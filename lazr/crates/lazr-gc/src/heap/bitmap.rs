//! Object-Start Bitmap
//!
//! One bit per heap word, set exactly at the first word of every allocated
//! object. The validity check uses it to reject references into the middle
//! of an object (or into a record slot of a container), which the header
//! word alone cannot detect.
//!
//! Bitmap Structure:
//! ```text
//! Space: 1M words
//! Granularity: 1 word per bit
//! Bitmap size: 1M / 64 = 16,384 u64 = 128KB
//!
//! Object at word 130:
//! - Word index: 130 / 64 = 2
//! - Bit offset: 130 % 64 = 2
//! ```

/// ObjectBitmap - object start bits for one semispace
#[derive(Debug, Clone)]
pub struct ObjectBitmap {
    bits: Vec<u64>,
    words_covered: usize,
}

impl ObjectBitmap {
    /// Create an empty bitmap covering `words_covered` heap words
    pub fn new(words_covered: usize) -> Self {
        Self {
            bits: vec![0; words_covered.div_ceil(64)],
            words_covered,
        }
    }

    /// Mark `index` as an object start; out-of-range indices are ignored
    #[inline]
    pub fn set(&mut self, index: usize) {
        if index < self.words_covered {
            self.bits[index / 64] |= 1u64 << (index % 64);
        }
    }

    /// Whether an object starts at `index`
    #[inline]
    pub fn is_set(&self, index: usize) -> bool {
        if index >= self.words_covered {
            return false;
        }
        self.bits[index / 64] & (1u64 << (index % 64)) != 0
    }

    /// Clear all bits
    pub fn clear(&mut self) {
        self.bits.fill(0);
    }

    /// Number of object starts recorded
    pub fn count(&self) -> usize {
        self.bits.iter().map(|word| word.count_ones() as usize).sum()
    }

    /// Set bits in ascending order
    pub fn iter(&self) -> impl Iterator<Item = usize> + '_ {
        self.bits.iter().enumerate().flat_map(|(word_index, &word)| {
            let mut remaining = word;
            std::iter::from_fn(move || {
                if remaining == 0 {
                    return None;
                }
                let bit = remaining.trailing_zeros() as usize;
                remaining &= remaining - 1;
                Some(word_index * 64 + bit)
            })
        })
    }

    /// Heap words covered
    pub fn words_covered(&self) -> usize {
        self.words_covered
    }

    /// Get bitmap size in bytes
    pub fn size_bytes(&self) -> usize {
        self.bits.len() * 8
    }
}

◇ ◇ ◇

What to do
From the listing above, extract every line exactly as it stands.

Exercise output
filename lazr/crates/lazr-gc/src/heap/bitmap.rs
//! Object-Start Bitmap
//!
//! One bit per heap word, set exactly at the first word of every allocated
//! object. The validity check uses it to reject references into the middle
//! of an object (or into a record slot of a container), which the header
//! word alone cannot detect.
//!
//! Bitmap Structure:
//! ```text
//! Space: 1M words
//! Granularity: 1 word per bit
//! Bitmap size: 1M / 64 = 16,384 u64 = 128KB
//!
//! Object at word 130:
//! - Word index: 130 / 64 = 2
//! - Bit offset: 130 % 64 = 2
//! ```

/// ObjectBitmap - object start bits for one semispace
#[derive(Debug, Clone)]
pub struct ObjectBitmap {
    bits: Vec<u64>,
    words_covered: usize,
}

impl ObjectBitmap {
    /// Create an empty bitmap covering `words_covered` heap words
    pub fn new(words_covered: usize) -> Self {
        Self {
            bits: vec![0; words_covered.div_ceil(64)],
            words_covered,
        }
    }

    /// Mark `index` as an object start; out-of-range indices are ignored
    #[inline]
    pub fn set(&mut self, index: usize) {
        if index < self.words_covered {
            self.bits[index / 64] |= 1u64 << (index % 64);
        }
    }

    /// Whether an object starts at `index`
    #[inline]
    pub fn is_set(&self, index: usize) -> bool {
        if index >= self.words_covered {
            return false;
        }
        self.bits[index / 64] & (1u64 << (index % 64)) != 0
    }

    /// Clear all bits
    pub fn clear(&mut self) {
        self.bits.fill(0);
    }

    /// Number of object starts recorded
    pub fn count(&self) -> usize {
        self.bits.iter().map(|word| word.count_ones() as usize).sum()
    }

    /// Set bits in ascending order
    pub fn iter(&self) -> impl Iterator<Item = usize> + '_ {
        self.bits.iter().enumerate().flat_map(|(word_index, &word)| {
            let mut remaining = word;
            std::iter::from_fn(move || {
                if remaining == 0 {
                    return None;
                }
                let bit = remaining.trailing_zeros() as usize;
                remaining &= remaining - 1;
                Some(word_index * 64 + bit)
            })
        })
    }

    /// Heap words covered
    pub fn words_covered(&self) -> usize {
        self.words_covered
    }

    /// Get bitmap size in bytes
    pub fn size_bytes(&self) -> usize {
        self.bits.len() * 8
    }
}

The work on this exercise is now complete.